**Work request**
Print every line of the listing below, starting with the line that holds "after the change." and going on through the line that holds "pub const fn reason(&self)", both included, and print nothing else.

◇ ◇ ◇ ◇ ◇ ◇ ◇

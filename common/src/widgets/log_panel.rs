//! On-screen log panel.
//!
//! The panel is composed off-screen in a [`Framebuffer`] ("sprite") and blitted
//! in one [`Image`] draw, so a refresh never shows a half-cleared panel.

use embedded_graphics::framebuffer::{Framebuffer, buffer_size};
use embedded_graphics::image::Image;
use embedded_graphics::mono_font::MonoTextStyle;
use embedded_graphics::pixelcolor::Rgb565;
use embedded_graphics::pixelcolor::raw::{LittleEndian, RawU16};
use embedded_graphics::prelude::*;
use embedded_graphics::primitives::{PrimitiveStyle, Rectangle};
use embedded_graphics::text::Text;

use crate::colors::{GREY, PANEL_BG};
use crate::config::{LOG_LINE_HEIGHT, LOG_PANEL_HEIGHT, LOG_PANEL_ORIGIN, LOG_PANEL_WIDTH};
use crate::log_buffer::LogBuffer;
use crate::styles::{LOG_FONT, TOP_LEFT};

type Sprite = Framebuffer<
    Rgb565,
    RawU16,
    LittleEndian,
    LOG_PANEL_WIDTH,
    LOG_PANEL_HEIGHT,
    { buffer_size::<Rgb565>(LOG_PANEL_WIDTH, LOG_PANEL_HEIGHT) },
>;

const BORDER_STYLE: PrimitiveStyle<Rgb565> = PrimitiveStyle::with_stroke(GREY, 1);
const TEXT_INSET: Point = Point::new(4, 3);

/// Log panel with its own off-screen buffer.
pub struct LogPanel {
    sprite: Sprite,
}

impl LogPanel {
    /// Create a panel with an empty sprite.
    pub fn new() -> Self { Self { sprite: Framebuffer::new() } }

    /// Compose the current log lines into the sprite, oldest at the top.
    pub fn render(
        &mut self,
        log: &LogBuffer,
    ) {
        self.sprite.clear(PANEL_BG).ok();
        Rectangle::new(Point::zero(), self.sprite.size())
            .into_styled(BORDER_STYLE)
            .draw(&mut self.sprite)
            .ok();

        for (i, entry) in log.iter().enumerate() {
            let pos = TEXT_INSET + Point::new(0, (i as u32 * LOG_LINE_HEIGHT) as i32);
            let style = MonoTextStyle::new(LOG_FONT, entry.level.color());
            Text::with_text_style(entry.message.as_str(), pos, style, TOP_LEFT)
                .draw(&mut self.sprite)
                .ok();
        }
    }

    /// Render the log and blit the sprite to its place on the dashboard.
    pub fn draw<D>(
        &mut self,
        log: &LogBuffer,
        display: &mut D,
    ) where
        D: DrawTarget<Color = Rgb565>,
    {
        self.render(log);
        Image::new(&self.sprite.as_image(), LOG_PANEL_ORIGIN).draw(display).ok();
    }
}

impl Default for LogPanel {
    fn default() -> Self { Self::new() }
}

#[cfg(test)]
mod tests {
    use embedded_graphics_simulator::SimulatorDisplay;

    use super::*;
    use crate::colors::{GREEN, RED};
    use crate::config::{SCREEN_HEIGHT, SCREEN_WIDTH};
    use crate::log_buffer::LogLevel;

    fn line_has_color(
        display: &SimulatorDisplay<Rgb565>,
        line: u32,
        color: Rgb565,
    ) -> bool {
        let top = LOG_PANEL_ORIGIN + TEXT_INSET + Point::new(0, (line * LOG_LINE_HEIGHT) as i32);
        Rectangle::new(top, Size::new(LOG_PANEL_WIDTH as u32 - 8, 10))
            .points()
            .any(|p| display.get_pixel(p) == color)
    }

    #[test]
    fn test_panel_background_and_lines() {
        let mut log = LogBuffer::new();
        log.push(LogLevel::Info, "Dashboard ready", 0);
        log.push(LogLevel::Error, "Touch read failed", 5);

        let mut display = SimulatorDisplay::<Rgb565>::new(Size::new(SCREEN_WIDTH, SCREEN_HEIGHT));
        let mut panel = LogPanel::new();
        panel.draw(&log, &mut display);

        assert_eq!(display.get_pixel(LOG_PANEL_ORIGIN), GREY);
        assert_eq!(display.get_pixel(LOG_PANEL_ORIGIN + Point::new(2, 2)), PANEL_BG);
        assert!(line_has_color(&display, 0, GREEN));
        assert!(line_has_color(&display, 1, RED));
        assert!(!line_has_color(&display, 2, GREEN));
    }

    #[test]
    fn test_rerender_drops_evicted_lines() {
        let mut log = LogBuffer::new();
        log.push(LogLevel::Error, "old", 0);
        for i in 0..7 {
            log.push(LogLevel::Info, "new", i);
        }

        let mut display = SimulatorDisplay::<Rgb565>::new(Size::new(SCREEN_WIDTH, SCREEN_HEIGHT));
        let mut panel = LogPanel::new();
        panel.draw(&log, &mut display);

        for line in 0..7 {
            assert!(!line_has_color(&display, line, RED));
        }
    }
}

◇ ◇ ◇ ◇ ◇ ◇ ◇

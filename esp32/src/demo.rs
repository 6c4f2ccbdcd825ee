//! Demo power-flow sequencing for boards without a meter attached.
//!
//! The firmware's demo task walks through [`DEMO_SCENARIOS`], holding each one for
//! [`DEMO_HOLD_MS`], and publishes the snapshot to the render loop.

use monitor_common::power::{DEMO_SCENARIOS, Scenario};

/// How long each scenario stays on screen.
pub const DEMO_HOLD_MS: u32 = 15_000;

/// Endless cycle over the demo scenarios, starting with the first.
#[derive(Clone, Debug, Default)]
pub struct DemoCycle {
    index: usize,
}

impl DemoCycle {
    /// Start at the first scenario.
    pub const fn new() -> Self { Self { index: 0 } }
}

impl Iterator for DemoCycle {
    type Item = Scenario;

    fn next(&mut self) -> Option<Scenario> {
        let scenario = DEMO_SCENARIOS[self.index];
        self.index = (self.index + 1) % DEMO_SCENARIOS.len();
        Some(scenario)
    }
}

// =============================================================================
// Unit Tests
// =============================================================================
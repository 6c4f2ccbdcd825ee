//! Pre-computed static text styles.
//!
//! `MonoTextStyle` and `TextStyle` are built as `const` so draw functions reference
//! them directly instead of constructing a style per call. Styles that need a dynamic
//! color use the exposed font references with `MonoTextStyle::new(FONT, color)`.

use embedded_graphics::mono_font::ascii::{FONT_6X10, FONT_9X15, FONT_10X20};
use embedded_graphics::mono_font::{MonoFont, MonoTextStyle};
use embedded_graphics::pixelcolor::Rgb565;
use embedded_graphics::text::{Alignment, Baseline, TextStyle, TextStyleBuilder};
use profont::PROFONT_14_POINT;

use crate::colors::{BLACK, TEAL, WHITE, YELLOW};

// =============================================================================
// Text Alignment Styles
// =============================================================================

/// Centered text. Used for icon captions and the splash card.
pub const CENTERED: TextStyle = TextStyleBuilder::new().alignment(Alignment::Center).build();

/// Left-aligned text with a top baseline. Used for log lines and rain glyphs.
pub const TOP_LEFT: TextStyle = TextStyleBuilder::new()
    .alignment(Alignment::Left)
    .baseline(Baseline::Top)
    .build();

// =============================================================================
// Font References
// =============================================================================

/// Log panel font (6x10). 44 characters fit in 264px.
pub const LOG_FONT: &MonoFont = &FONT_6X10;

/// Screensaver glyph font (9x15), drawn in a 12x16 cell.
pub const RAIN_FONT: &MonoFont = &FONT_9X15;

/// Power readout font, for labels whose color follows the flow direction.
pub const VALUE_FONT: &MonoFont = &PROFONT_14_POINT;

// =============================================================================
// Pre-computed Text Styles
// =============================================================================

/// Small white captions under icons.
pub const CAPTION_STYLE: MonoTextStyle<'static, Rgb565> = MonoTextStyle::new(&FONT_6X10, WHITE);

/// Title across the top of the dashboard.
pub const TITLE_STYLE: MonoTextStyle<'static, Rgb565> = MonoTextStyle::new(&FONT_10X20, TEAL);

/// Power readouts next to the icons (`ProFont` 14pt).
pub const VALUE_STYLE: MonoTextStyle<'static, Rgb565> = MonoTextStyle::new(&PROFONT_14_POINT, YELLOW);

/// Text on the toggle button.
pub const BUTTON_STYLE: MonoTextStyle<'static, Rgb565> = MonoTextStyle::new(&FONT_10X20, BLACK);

◇ ◇ ◇ ◇ ◇ ◇ ◇

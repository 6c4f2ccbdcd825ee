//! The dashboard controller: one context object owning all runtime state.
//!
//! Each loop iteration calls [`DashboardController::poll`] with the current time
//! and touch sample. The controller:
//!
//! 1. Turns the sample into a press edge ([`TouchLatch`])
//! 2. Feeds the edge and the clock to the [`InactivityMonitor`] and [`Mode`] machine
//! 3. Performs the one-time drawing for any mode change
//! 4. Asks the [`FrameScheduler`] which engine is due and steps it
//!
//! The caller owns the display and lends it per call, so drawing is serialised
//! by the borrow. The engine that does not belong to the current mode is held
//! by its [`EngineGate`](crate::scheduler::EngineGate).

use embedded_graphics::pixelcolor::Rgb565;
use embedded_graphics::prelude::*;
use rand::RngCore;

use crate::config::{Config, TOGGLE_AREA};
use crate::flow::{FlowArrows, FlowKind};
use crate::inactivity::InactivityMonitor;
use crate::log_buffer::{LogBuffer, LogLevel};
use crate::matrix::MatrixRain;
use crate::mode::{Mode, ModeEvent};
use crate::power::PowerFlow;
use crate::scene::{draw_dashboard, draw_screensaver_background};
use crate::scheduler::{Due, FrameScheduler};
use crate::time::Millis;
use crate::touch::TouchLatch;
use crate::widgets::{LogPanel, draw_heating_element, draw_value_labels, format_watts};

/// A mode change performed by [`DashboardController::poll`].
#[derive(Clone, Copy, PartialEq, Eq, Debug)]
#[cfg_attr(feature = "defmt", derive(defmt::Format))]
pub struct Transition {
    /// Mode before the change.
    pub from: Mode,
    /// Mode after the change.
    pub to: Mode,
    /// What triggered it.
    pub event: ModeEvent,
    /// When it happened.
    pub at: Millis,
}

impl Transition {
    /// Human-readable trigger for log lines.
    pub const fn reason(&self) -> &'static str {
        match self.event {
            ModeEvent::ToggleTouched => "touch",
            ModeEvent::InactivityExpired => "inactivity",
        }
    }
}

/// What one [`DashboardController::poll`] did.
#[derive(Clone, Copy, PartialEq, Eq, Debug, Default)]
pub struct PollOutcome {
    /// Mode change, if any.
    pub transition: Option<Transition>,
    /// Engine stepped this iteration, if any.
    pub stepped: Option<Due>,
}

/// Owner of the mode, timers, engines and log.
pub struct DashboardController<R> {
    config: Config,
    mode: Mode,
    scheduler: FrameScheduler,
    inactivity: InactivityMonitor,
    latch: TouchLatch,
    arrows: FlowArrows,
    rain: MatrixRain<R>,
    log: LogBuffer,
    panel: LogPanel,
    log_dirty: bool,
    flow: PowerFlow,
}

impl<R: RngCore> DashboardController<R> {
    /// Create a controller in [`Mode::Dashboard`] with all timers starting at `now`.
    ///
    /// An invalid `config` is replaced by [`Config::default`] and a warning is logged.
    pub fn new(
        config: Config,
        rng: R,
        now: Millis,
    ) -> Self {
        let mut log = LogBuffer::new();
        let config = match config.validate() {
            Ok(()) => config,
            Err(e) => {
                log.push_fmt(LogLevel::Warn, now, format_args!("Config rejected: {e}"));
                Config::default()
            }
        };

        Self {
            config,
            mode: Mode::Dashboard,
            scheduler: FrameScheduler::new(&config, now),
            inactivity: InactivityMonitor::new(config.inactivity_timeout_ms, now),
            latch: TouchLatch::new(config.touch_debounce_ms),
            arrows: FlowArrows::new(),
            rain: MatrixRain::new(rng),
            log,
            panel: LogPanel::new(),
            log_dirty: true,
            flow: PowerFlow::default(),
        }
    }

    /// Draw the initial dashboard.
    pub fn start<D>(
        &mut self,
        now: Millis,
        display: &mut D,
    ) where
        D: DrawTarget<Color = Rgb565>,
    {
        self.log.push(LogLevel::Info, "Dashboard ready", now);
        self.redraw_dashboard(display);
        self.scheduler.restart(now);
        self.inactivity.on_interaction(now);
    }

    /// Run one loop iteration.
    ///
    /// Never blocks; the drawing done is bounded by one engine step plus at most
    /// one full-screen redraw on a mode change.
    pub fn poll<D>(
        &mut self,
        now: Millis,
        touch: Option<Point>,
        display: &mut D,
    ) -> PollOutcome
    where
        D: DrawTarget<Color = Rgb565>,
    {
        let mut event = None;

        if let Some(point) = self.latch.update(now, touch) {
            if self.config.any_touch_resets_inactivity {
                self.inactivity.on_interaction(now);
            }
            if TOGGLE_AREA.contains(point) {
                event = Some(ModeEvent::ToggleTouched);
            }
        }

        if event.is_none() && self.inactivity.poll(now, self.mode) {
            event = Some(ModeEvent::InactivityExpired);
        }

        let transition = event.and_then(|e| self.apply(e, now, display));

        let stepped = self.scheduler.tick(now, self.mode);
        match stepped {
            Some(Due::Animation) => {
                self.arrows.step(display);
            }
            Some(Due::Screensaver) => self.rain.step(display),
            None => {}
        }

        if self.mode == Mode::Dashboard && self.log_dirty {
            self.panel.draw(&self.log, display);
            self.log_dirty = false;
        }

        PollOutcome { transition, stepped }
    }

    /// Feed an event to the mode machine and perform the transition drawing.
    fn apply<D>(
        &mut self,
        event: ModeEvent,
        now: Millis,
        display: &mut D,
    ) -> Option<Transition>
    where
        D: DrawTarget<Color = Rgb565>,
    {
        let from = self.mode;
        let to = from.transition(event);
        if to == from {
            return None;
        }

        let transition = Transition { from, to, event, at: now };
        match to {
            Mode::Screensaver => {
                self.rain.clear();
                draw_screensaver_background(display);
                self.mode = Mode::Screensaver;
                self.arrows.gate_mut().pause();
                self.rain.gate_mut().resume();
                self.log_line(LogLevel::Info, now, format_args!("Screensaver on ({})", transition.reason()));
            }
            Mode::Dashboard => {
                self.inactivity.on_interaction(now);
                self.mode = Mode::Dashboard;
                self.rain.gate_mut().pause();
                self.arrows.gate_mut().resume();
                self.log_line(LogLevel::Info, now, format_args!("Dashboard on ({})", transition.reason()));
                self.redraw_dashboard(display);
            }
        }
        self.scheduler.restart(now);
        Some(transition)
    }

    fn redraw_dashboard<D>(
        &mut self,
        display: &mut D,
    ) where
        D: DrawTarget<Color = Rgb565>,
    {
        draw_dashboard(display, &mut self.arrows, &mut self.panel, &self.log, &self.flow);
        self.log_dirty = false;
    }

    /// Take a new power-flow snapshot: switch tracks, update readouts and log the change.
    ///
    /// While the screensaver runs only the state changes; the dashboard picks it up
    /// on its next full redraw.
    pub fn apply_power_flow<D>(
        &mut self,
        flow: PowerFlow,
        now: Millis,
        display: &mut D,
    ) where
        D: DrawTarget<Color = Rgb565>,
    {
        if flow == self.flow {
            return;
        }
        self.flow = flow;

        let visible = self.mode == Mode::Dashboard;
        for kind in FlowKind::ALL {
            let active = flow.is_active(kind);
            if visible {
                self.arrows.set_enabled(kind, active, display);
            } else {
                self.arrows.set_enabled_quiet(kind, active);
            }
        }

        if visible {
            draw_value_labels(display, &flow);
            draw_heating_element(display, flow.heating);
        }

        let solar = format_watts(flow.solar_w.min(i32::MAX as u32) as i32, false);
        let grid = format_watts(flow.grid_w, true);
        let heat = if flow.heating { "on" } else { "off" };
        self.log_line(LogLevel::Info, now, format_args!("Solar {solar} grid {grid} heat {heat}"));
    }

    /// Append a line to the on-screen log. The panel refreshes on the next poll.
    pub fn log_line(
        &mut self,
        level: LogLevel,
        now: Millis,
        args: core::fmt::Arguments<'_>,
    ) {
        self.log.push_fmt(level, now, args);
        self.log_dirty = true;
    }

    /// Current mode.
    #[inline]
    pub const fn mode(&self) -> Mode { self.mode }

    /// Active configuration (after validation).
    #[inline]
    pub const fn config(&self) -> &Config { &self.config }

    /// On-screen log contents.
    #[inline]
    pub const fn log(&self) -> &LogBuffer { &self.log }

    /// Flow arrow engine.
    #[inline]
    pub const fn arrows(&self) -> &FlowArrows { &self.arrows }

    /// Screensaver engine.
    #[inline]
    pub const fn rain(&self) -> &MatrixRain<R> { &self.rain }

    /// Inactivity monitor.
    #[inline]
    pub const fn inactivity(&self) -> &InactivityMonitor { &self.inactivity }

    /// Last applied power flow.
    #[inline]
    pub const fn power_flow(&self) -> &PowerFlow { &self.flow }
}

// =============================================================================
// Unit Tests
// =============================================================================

◇ ◇ ◇ ◇ ◇ ◇ ◇

**Exercise answer**
    /// Mode after the change.
    pub to: Mode,
    /// What triggered it.
    pub event: ModeEvent,
    /// When it happened.
    pub at: Millis,
}

impl Transition {
    /// Human-readable trigger for log lines.
    pub const fn reason(&self) -> &'static str {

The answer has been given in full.